Most importantly, loss of function of Tet2 in mice results in abnormal DNA hydroxymethylation patterns in bone marrow cells and leads to the emergence of myeloid malignancies between 2 and 4 months of age (Li et al., 2011; Moran-Crusio et al., 2011; Quivoron et al., 2011; Mulholland et al., 2020a). In depth discussion of TET2 role in normal and malignant hematopoiesis can be found in several excellent reviews (An et al., 2017; Bowman and Levine, 2017; Lio et al., 2019). Moreover, TET2 deficient mice show a mortality of around one-third in homozygosity and an 8% in heterozygosity within the first year of life (Li et al., 2011), implying other yet uncharacterized key roles of TET2 during aging. Additionally, TET2 has been shown to play a role in adult stem cell maintenance and differentiation (Ko et al., 2010, 2011; Li et al., 2011, 2017; Moran-Crusio et al., 2011; Quivoron et al., 2011; Zhang et al., 2016; Gontier et al., 2018; Yang et al., 2018). Future work with single-cell 5hmC/hm5C mapping at the DNA and RNA level, together with the identification of TET2 DNA and RNA targets during development, tissue homeostasis and aging will shed light into unknown functions of TET2.

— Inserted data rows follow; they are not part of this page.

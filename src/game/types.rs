use serde::{Deserialize, Serialize};

#[derive(Debug, Clone, Copy, PartialEq, Serialize, Deserialize)]
#[serde(from = "[f64; 2]", into = "[f64; 2]")]
pub struct Landmark {
    pub x: f64,
    pub y: f64,
}

impl From<[f64; 2]> for Landmark {
    fn from(value: [f64; 2]) -> Self {
        Self {
            x: value[0],
            y: value[1],
        }
    }
}

impl From<Landmark> for [f64; 2] {
    fn from(value: Landmark) -> Self {
        [value.x, value.y]
    }
}

#[derive(Debug, Clone, Copy, PartialEq, Serialize)]
pub struct Point {
    pub x: f64,
    pub y: f64,
}

#[derive(Debug, Clone, Copy, PartialEq, Eq, Default, Serialize)]
#[serde(rename_all = "lowercase")]
pub enum Gesture {
    #[default]
    None,
    Slashing,
}

#[derive(Debug, Clone)]
pub struct Fruit {
    pub x: f64,
    pub y: f64,
    pub radius: f64,
    pub color: String,
    pub alive: bool,
}

#[derive(Debug, Clone, Copy, PartialEq)]
pub struct TrailPoint {
    pub x: f64,
    pub y: f64,
    pub created_at: f64,
    pub lifetime: f64,
}

#[derive(Debug, Clone, Serialize)]
pub struct TrailSegment {
    pub from: Point,
    pub to: Point,
    pub alpha: f64,
    pub thickness: u32,
}

#[derive(Debug, Clone, Serialize)]
pub struct FruitSnapshot {
    pub x: f64,
    pub y: f64,
    pub radius: f64,
    pub color: String,
}

#[derive(Debug, Clone, Serialize)]
pub struct RenderState {
    pub tick: u64,
    pub score: i64,
    pub gesture: Gesture,
    #[serde(rename = "trailColor")]
    pub trail_color: String,
    pub trail: Vec<TrailSegment>,
    pub fruits: Vec<FruitSnapshot>,
    #[serde(skip_serializing_if = "Option::is_none")]
    pub fingertip: Option<Point>,
    #[serde(skip_serializing_if = "Option::is_none")]
    pub landmarks: Option<Vec<Point>>,
}
pub mod config;
pub mod time;
use super::constants::{HAND_LANDMARK_COUNT, MIN_TRAIL_THICKNESS};
use super::fruit::FruitPopulation;
use super::gesture::{fingertip, GestureClassifier};
use super::math::to_pixel;
use super::slice;
use super::trail::Trail;
use super::types::{FruitSnapshot, Gesture, Landmark, Point, RenderState, TrailPoint, TrailSegment};
use crate::app::config::{Difficulty, GameConfig};
use serde::Serialize;


#[derive(Debug, Clone, Copy, PartialEq, Eq)]
pub enum LoopState {
    Running,
    Stopped,
}

#[derive(Debug, Clone, Copy, PartialEq, Eq, Serialize)]
#[serde(rename_all = "camelCase")]
pub enum StopReason {
    UserQuit,
    CaptureFailure,
    SessionEnd,
}

#[derive(Debug, Clone, Default)]
pub struct FrameInput {
    pub now: f64,
    pub landmarks: Option<Vec<Landmark>>,
}

impl FrameInput {
    pub fn new(now: f64, landmarks: Option<Vec<Landmark>>) -> Self {
        let landmarks = landmarks.map(|mut points| {
            points.truncate(HAND_LANDMARK_COUNT);
            points
        });
        Self { now, landmarks }
    }
}

#[derive(Debug)]
pub struct GameState {
    pub score: i64,
    pub fruits: FruitPopulation,
    pub trail: Trail,
    pub gesture_history: GestureClassifier,
    pub last_spawn_time: f64,
    pub running: bool,
    pub ticks: u64,
    pub spawned: u64,
    pub sliced: u64,
    pub escaped: u64,
}

impl GameState {
    pub fn new(config: &GameConfig, now: f64) -> Self {
        Self {
            score: 0,
            fruits: FruitPopulation::new(config),
            trail: Trail::new(config.trail_max_points, config.trail_lifetime),
            gesture_history: GestureClassifier::new(
                config.gesture_history_size,
                config.min_slash_velocity,
            ),
            last_spawn_time: now,
            running: true,
            ticks: 0,
            spawned: 0,
            sliced: 0,
            escaped: 0,
        }
    }
}

#[derive(Debug, Clone, Serialize)]
pub struct SessionSummary {
    pub score: i64,
    pub difficulty: Difficulty,
    pub ticks: u64,
    pub spawned: u64,
    pub sliced: u64,
    pub escaped: u64,
    #[serde(skip_serializing_if = "Option::is_none")]
    pub reason: Option<StopReason>,
}

#[derive(Debug)]
pub struct GameSession {
    config: GameConfig,
    state: GameState,
    pending_stop: Option<StopReason>,
    stop_reason: Option<StopReason>,
}

impl GameSession {
    pub fn new(config: GameConfig, now: f64) -> Self {
        let state = GameState::new(&config, now);
        Self {
            config,
            state,
            pending_stop: None,
            stop_reason: None,
        }
    }

    pub fn config(&self) -> &GameConfig {
        &self.config
    }

    #[cfg(test)]
    pub(crate) fn state(&self) -> &GameState {
        &self.state
    }

    pub fn loop_state(&self) -> LoopState {
        if self.state.running {
            LoopState::Running
        } else {
            LoopState::Stopped
        }
    }

    pub fn is_running(&self) -> bool {
        self.state.running
    }

    pub fn stop_pending(&self) -> bool {
        self.pending_stop.is_some()
    }

    // Honoured at the start of the next tick.
    pub fn request_stop(&mut self, reason: StopReason) {
        if self.state.running && self.pending_stop.is_none() {
            self.pending_stop = Some(reason);
        }
    }

    pub fn stop(&mut self, reason: StopReason) {
        if !self.state.running {
            return;
        }
        let reason = self.pending_stop.take().unwrap_or(reason);
        self.state.running = false;
        self.stop_reason = Some(reason);
        tracing::info!(
            score = self.state.score,
            ticks = self.state.ticks,
            fruits_left = self.state.fruits.live_count(),
            ?reason,
            "session stopped"
        );
    }

    pub fn tick(&mut self, frame: &FrameInput) -> Option<RenderState> {
        if let Some(reason) = self.pending_stop {
            self.stop(reason);
        }
        if !self.state.running {
            return None;
        }

        let now = frame.now;
        let landmarks = frame.landmarks.as_deref();

        if now - self.state.last_spawn_time > self.config.spawn_interval {
            let fruit = self.state.fruits.spawn();
            tracing::debug!(x = fruit.x, y = fruit.y, "fruit spawned");
            self.state.last_spawn_time = now;
            self.state.spawned += 1;
        }

        let gesture = self.state.gesture_history.classify(landmarks);

        let tip = fingertip(landmarks)
            .map(|tip| to_pixel(tip, self.config.window_width, self.config.window_height));
        if let Some(tip) = tip {
            self.state.trail.add_point(tip.x, tip.y, now);
        }
        self.state.trail.prune(now);

        self.state.fruits.advance(self.config.fruit_velocity);
        let reaped = self.state.fruits.reap();
        if reaped.escaped > 0 || reaped.sliced > 0 {
            tracing::debug!(sliced = reaped.sliced, escaped = reaped.escaped, "fruit reaped");
        }
        self.state.escaped += reaped.escaped as u64;

        let recent = self
            .state
            .trail
            .recent(self.config.trail_collision_window, now);
        let delta = slice::resolve(
            gesture,
            &recent,
            self.state.fruits.fruits_mut(),
            self.config.slice_threshold,
        );
        self.state.score += delta;
        self.state.sliced += delta as u64;
        self.state.ticks += 1;
        tracing::trace!(
            tick = self.state.ticks,
            fruits = self.state.fruits.len(),
            trail = self.state.trail.len(),
            ?gesture,
            "tick"
        );

        Some(self.render_state(gesture, landmarks, tip, now))
    }

    pub fn summary(&self) -> SessionSummary {
        SessionSummary {
            score: self.state.score,
            difficulty: self.config.difficulty,
            ticks: self.state.ticks,
            spawned: self.state.spawned,
            sliced: self.state.sliced,
            escaped: self.state.escaped,
            reason: self.stop_reason,
        }
    }

    fn render_state(
        &self,
        gesture: Gesture,
        landmarks: Option<&[Landmark]>,
        tip: Option<Point>,
        now: f64,
    ) -> RenderState {
        let points: Vec<&TrailPoint> = self.state.trail.points().collect();
        let trail = points
            .windows(2)
            .map(|pair| {
                let alpha = pair[1].fade_alpha(now);
                let thickness =
                    ((self.config.trail_max_thickness as f64 * alpha) as u32).max(MIN_TRAIL_THICKNESS);
                TrailSegment {
                    from: Point {
                        x: pair[0].x,
                        y: pair[0].y,
                    },
                    to: Point {
                        x: pair[1].x,
                        y: pair[1].y,
                    },
                    alpha,
                    thickness,
                }
            })
            .collect();

        let fruits = self
            .state
            .fruits
            .fruits()
            .iter()
            .filter(|fruit| fruit.alive)
            .map(|fruit| FruitSnapshot {
                x: fruit.x,
                y: fruit.y,
                radius: fruit.radius,
                color: fruit.color.clone(),
            })
            .collect();

        let landmarks = if self.config.show_hand_landmarks {
            landmarks.map(|points| {
                points
                    .iter()
                    .map(|point| to_pixel(*point, self.config.window_width, self.config.window_height))
                    .collect()
            })
        } else {
            None
        };

        RenderState {
            tick: self.state.ticks,
            score: self.state.score,
            gesture,
            trail_color: self.config.trail_color.clone(),
            trail,
            fruits,
            fingertip: tip.filter(|_| self.config.show_fingertip_marker),
            landmarks,
        }
    }
}
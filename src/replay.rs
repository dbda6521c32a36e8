use crate::app::config::GameConfig;
use crate::game::driver::{self, Control, FrameSource, HandTracker, Renderer};
use crate::game::session::{GameSession, SessionSummary};
use crate::game::types::{Landmark, RenderState};
use crate::leaderboard::{record_session, Leaderboard};
use anyhow::{bail, Context};
use serde::Deserialize;
use std::env;
use std::fs::File;
use std::io::{BufRead, BufReader, Lines};

#[derive(Debug, Clone, Deserialize)]
pub struct RecordedFrame {
    pub t: f64,
    #[serde(default)]
    pub landmarks: Option<Vec<Landmark>>,
}

pub struct JsonlFrames<R> {
    lines: Lines<R>,
    line_no: usize,
    last_t: Option<f64>,
}

impl<R: BufRead> JsonlFrames<R> {
    pub fn new(reader: R) -> Self {
        Self {
            lines: reader.lines(),
            line_no: 0,
            last_t: None,
        }
    }
}

impl<R: BufRead> FrameSource for JsonlFrames<R> {
    type Frame = RecordedFrame;

    fn next_frame(&mut self) -> anyhow::Result<Option<RecordedFrame>> {
        for line in self.lines.by_ref() {
            self.line_no += 1;
            let line = line.context("failed to read recording")?;
            if line.trim().is_empty() {
                continue;
            }
            let frame: RecordedFrame = serde_json::from_str(&line)
                .with_context(|| format!("invalid frame on line {}", self.line_no))?;
            // Trail expiry assumes frames arrive in time order.
            if self.last_t.is_some_and(|last| frame.t < last) {
                bail!("frame time {} on line {} goes backwards", frame.t, self.line_no);
            }
            self.last_t = Some(frame.t);
            return Ok(Some(frame));
        }
        Ok(None)
    }

    fn timestamp(&self, frame: &RecordedFrame) -> f64 {
        frame.t
    }
}

pub struct RecordedLandmarks;

impl HandTracker<RecordedFrame> for RecordedLandmarks {
    fn get_landmarks(&mut self, frame: &RecordedFrame) -> Option<Vec<Landmark>> {
        frame.landmarks.clone()
    }
}

#[derive(Debug, Default)]
pub struct LogRenderer {
    last_score: i64,
}

impl Renderer for LogRenderer {
    fn present(&mut self, state: &RenderState) -> anyhow::Result<Control> {
        if state.score != self.last_score {
            tracing::debug!(tick = state.tick, score = state.score, "score changed");
            self.last_score = state.score;
        }
        Ok(Control::Continue)
    }
}

pub fn replay<R: BufRead>(reader: R, config: GameConfig) -> SessionSummary {
    let mut session = GameSession::new(config, 0.0);
    driver::run(
        &mut JsonlFrames::new(reader),
        &mut RecordedLandmarks,
        &mut LogRenderer::default(),
        &mut session,
    )
}

pub async fn run_replay_mode(config: GameConfig) -> anyhow::Result<()> {
    let path = env::var("REPLAY_PATH").context("missing REPLAY_PATH")?;
    let file = File::open(&path).with_context(|| format!("failed to open {path}"))?;
    let summary = tokio::task::spawn_blocking(move || replay(BufReader::new(file), config))
        .await
        .context("replay task failed")?;
    tracing::info!(
        score = summary.score,
        ticks = summary.ticks,
        spawned = summary.spawned,
        sliced = summary.sliced,
        escaped = summary.escaped,
        reason = ?summary.reason,
        "replay finished"
    );

    let player_name = env::var("PLAYER_NAME")
        .ok()
        .filter(|value| !value.trim().is_empty());
    if let Some(player_name) = player_name {
        let leaderboard = Leaderboard::from_env().await?;
        let report =
            record_session(&leaderboard, &player_name, summary.score, summary.difficulty).await;
        tracing::info!(
            submitted = report.submitted,
            rank = ?report.standing.and_then(|standing| standing.rank),
            "replay score reported"
        );
    }
    Ok(())
}

#[cfg(test)]
mod tests {
    use super::*;
    use crate::game::session::StopReason;
    use std::io::Cursor;

    fn config() -> GameConfig {
        GameConfig {
            spawn_seed: Some(9),
            ..GameConfig::default()
        }
    }

    fn still_recording(frames: usize) -> String {
        let hand: Vec<[f64; 2]> = vec![[0.5, 0.5]; 21];
        let hand = serde_json::to_string(&hand).unwrap();
        (1..=frames)
            .map(|index| format!(r#"{{"t":{},"landmarks":{hand}}}"#, index as f64 / 30.0))
            .collect::<Vec<_>>()
            .join("\n")
    }

    #[test]
    fn still_recording_plays_to_the_end_without_score() {
        let recording = still_recording(300);
        let summary = replay(Cursor::new(recording), config());
        assert_eq!(summary.ticks, 300);
        assert_eq!(summary.score, 0);
        assert!(summary.spawned >= 6);
        assert_eq!(summary.reason, Some(StopReason::SessionEnd));
    }

    #[test]
    fn blank_lines_and_missing_hands_are_fine() {
        let recording = "{\"t\":0.1}\n\n{\"t\":0.2,\"landmarks\":null}\n";
        let summary = replay(Cursor::new(recording), config());
        assert_eq!(summary.ticks, 2);
    }

    #[test]
    fn malformed_line_is_a_capture_failure() {
        let recording = format!("{}\nnot json\n{}", still_recording(2), still_recording(2));
        let summary = replay(Cursor::new(recording), config());
        assert_eq!(summary.ticks, 2);
        assert_eq!(summary.reason, Some(StopReason::CaptureFailure));
    }

    #[test]
    fn time_going_backwards_is_a_capture_failure() {
        let recording = "{\"t\":5.0}\n{\"t\":5.0}\n{\"t\":1.0}\n{\"t\":6.0}\n";
        let summary = replay(Cursor::new(recording), config());
        assert_eq!(summary.ticks, 2);
        assert_eq!(summary.reason, Some(StopReason::CaptureFailure));

        let mut frames = JsonlFrames::new(Cursor::new("{\"t\":2.0}\n{\"t\":1.5}\n"));
        assert!(frames.next_frame().unwrap().is_some());
        let error = frames.next_frame().unwrap_err();
        assert!(error.to_string().contains("line 2"));
    }
}
pub const HAND_LANDMARK_COUNT: usize = 21;
pub const FINGERTIP_INDEX: usize = 8;
pub const MIN_TRAIL_THICKNESS: u32 = 1;
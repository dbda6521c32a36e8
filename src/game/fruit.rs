use super::math::distance;
use super::types::Fruit;
use crate::app::config::GameConfig;
use rand::rngs::StdRng;
use rand::{Rng, SeedableRng};

impl Fruit {
    pub fn advance(&mut self, velocity: f64) {
        self.y -= velocity;
    }

    pub fn is_offscreen(&self, min_y: f64) -> bool {
        self.y < min_y
    }
}

pub fn check_collision(fruit: &Fruit, x: f64, y: f64, threshold: f64) -> bool {
    if !fruit.alive {
        return false;
    }
    distance(fruit.x, fruit.y, x, y) < fruit.radius + threshold
}

#[derive(Debug, Clone, Copy, Default, PartialEq, Eq)]
pub struct ReapOutcome {
    pub sliced: usize,
    pub escaped: usize,
}

#[derive(Debug)]
pub struct FruitPopulation {
    fruits: Vec<Fruit>,
    rng: StdRng,
    min_x: i64,
    max_x: i64,
    start_y: f64,
    min_y: f64,
    radius: f64,
    color: String,
}

impl FruitPopulation {
    pub fn new(config: &GameConfig) -> Self {
        let rng = match config.spawn_seed {
            Some(seed) => StdRng::seed_from_u64(seed),
            None => StdRng::from_entropy(),
        };
        let min_x = config.spawn_margin.round() as i64;
        let max_x = (config.window_width as i64 - min_x).max(min_x);
        Self {
            fruits: Vec::new(),
            rng,
            min_x,
            max_x,
            start_y: config.spawn_start_y(),
            min_y: config.offscreen_min_y,
            radius: config.fruit_radius,
            color: config.fruit_color.clone(),
        }
    }

    pub fn spawn(&mut self) -> &Fruit {
        let x = self.rng.gen_range(self.min_x..=self.max_x) as f64;
        self.fruits.push(Fruit {
            x,
            y: self.start_y,
            radius: self.radius,
            color: self.color.clone(),
            alive: true,
        });
        &self.fruits[self.fruits.len() - 1]
    }

    pub fn advance(&mut self, velocity: f64) {
        for fruit in &mut self.fruits {
            fruit.advance(velocity);
        }
    }

    pub fn reap(&mut self) -> ReapOutcome {
        let min_y = self.min_y;
        let mut outcome = ReapOutcome::default();
        self.fruits.retain(|fruit| {
            if !fruit.alive {
                outcome.sliced += 1;
                false
            } else if fruit.is_offscreen(min_y) {
                outcome.escaped += 1;
                false
            } else {
                true
            }
        });
        outcome
    }

    pub fn fruits(&self) -> &[Fruit] {
        &self.fruits
    }

    pub fn fruits_mut(&mut self) -> &mut [Fruit] {
        &mut self.fruits
    }

    pub fn live_count(&self) -> usize {
        self.fruits.iter().filter(|fruit| fruit.alive).count()
    }

    pub fn len(&self) -> usize {
        self.fruits.len()
    }

    #[cfg(test)]
    pub(crate) fn is_empty(&self) -> bool {
        self.fruits.is_empty()
    }

    #[cfg(test)]
    pub(crate) fn insert(&mut self, fruit: Fruit) {
        self.fruits.push(fruit);
    }
}

#[cfg(test)]
mod tests {
    use super::*;

    fn seeded_config() -> GameConfig {
        GameConfig {
            spawn_seed: Some(7),
            ..GameConfig::default()
        }
    }

    fn fruit_at(x: f64, y: f64) -> Fruit {
        Fruit {
            x,
            y,
            radius: 20.0,
            color: "#ffff00".to_string(),
            alive: true,
        }
    }

    #[test]
    fn spawn_stays_within_margins_below_screen() {
        let config = seeded_config();
        let mut population = FruitPopulation::new(&config);
        for _ in 0..200 {
            let fruit = population.spawn().clone();
            assert!(fruit.x >= 50.0 && fruit.x <= 590.0);
            assert_eq!(fruit.x.fract(), 0.0);
            assert_eq!(fruit.y, 530.0);
            assert_eq!(fruit.radius, 20.0);
            assert!(fruit.alive);
        }
        assert_eq!(population.len(), 200);
    }

    #[test]
    fn seeded_spawns_are_deterministic() {
        let config = seeded_config();
        let mut a = FruitPopulation::new(&config);
        let mut b = FruitPopulation::new(&config);
        for _ in 0..20 {
            assert_eq!(a.spawn().x, b.spawn().x);
        }
    }

    #[test]
    fn advance_moves_only_upward() {
        let mut population = FruitPopulation::new(&seeded_config());
        population.insert(fruit_at(100.0, 300.0));
        population.advance(5.0);
        population.advance(5.0);
        let fruit = &population.fruits()[0];
        assert_eq!(fruit.x, 100.0);
        assert_eq!(fruit.y, 290.0);
    }

    #[test]
    fn collision_boundary_is_exclusive() {
        let fruit = fruit_at(100.0, 100.0);
        let eps = 1e-6;
        assert!(check_collision(&fruit, 100.0 + 40.0 - eps, 100.0, 20.0));
        assert!(!check_collision(&fruit, 100.0 + 40.0, 100.0, 20.0));
        assert!(!check_collision(&fruit, 100.0 + 40.0 + eps, 100.0, 20.0));
    }

    #[test]
    fn dead_fruit_never_collides() {
        let mut fruit = fruit_at(100.0, 100.0);
        fruit.alive = false;
        assert!(!check_collision(&fruit, 100.0, 100.0, 20.0));
    }

    #[test]
    fn reap_counts_sliced_and_escaped_and_is_idempotent() {
        let mut population = FruitPopulation::new(&seeded_config());
        let mut sliced = fruit_at(100.0, 200.0);
        sliced.alive = false;
        population.insert(sliced);
        population.insert(fruit_at(200.0, -50.5));
        population.insert(fruit_at(300.0, -50.0));

        let outcome = population.reap();
        assert_eq!(
            outcome,
            ReapOutcome {
                sliced: 1,
                escaped: 1
            }
        );
        assert_eq!(population.len(), 1);

        assert_eq!(population.reap(), ReapOutcome::default());
        assert_eq!(population.len(), 1);
        assert_eq!(population.live_count(), 1);
    }
}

An Expanded View of TET2 in Pluripotency in vitro

Pluripotent embryonic stem cells (ESCs) of mouse origin are derived from the ICM of the preimplantation blastocyst (Evans and Kaufman, 1981; Martin, 1981) and can be maintained indefinitely in vitro without affecting their properties of self-renewal and differentiation potential. When maintained in conventional culture conditions (i.e., serum/LIF), ESCs are a heterogeneous population of cells with different developmental potential, including cells with totipotency-like features and the duet of naïve and primed pluripotent subtypes (Weinberger et al., 2016; Li and Izpisua Belmonte, 2018). Thus, ESCs undoubtfully represent a useful in vitro model to study molecular events taking place during early development, and a great amount of the data accumulated during these years regarding how pluripotency is governed have been derived from investigating ESCs. TET2 expression is high in pluripotent ESCs and decreases during differentiation (Ficz et al., 2011; Koh et al., 2011; Hon et al., 2014). Indeed, Tet2 gene in ESCs is bound and activated by the master pluripotency factor OCT4 (i.e., Pou5f1), with Oct4 silencing causing a reduction of Tet2 expression (Koh et al., 2011; Wu et al., 2013). Nevertheless, Tet2 depletion does not affect ESC colony morphology or pluripotent marker gene expression and only moderately induces some differentiation markers such as Pax6, Neurod1 or Lefty1/2 which is compatible with pluripotency maintenance (Ito et al., 2010; Koh et al., 2011).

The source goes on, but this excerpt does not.